Work order: Everything from the first line of the records below through the line containing "Transform payload data" is to be retyped exactly; leave out the rest.

Given records:
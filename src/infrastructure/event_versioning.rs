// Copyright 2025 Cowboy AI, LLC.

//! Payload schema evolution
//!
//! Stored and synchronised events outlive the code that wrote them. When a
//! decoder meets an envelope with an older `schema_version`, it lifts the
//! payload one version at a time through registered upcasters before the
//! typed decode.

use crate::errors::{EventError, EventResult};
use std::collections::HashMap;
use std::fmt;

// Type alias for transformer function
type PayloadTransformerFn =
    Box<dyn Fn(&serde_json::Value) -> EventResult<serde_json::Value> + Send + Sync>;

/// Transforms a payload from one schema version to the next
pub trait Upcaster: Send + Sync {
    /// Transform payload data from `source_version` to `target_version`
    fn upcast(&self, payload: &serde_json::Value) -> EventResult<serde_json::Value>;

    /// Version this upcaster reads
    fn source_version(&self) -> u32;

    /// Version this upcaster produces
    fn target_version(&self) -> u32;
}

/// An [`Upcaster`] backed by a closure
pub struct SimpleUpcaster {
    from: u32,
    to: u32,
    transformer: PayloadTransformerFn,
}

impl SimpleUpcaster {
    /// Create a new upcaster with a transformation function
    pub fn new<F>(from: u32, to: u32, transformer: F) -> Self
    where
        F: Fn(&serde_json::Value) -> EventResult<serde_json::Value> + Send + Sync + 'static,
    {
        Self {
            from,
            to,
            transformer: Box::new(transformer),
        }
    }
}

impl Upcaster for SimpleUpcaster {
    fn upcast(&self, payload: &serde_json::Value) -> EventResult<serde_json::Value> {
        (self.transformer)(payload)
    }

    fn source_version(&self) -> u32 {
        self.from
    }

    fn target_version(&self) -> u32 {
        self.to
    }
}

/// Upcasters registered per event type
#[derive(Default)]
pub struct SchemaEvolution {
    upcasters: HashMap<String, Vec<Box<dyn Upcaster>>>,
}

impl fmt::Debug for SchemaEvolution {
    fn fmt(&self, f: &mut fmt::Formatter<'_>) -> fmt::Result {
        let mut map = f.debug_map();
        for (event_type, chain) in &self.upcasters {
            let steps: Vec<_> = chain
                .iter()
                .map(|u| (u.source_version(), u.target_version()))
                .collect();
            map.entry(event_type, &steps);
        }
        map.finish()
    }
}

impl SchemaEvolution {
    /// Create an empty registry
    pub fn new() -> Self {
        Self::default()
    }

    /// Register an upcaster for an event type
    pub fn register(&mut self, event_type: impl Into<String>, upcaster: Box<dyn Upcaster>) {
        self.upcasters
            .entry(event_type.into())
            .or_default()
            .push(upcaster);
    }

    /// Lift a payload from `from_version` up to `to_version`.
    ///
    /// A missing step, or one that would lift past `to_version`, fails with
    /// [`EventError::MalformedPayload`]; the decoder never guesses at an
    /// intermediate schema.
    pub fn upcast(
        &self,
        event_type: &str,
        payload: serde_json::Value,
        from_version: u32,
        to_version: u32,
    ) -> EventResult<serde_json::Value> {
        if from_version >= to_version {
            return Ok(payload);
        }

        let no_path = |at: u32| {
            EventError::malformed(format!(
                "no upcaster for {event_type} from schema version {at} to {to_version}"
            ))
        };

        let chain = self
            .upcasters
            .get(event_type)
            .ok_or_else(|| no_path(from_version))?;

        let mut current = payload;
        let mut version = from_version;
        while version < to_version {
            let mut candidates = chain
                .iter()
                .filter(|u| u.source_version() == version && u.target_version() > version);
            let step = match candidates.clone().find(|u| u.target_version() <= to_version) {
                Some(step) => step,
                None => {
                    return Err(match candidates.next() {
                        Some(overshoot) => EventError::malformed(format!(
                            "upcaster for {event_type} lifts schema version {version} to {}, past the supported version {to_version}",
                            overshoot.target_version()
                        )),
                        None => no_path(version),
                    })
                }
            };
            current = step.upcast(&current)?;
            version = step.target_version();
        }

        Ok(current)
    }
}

Solved problem:
filename src/infrastructure/event_versioning.rs
// Copyright 2025 Cowboy AI, LLC.

//! Payload schema evolution
//!
//! Stored and synchronised events outlive the code that wrote them. When a
//! decoder meets an envelope with an older `schema_version`, it lifts the
//! payload one version at a time through registered upcasters before the
//! typed decode.

use crate::errors::{EventError, EventResult};
use std::collections::HashMap;
use std::fmt;

// Type alias for transformer function
type PayloadTransformerFn =
    Box<dyn Fn(&serde_json::Value) -> EventResult<serde_json::Value> + Send + Sync>;

/// Transforms a payload from one schema version to the next
pub trait Upcaster: Send + Sync {
    /// Transform payload data from `source_version` to `target_version`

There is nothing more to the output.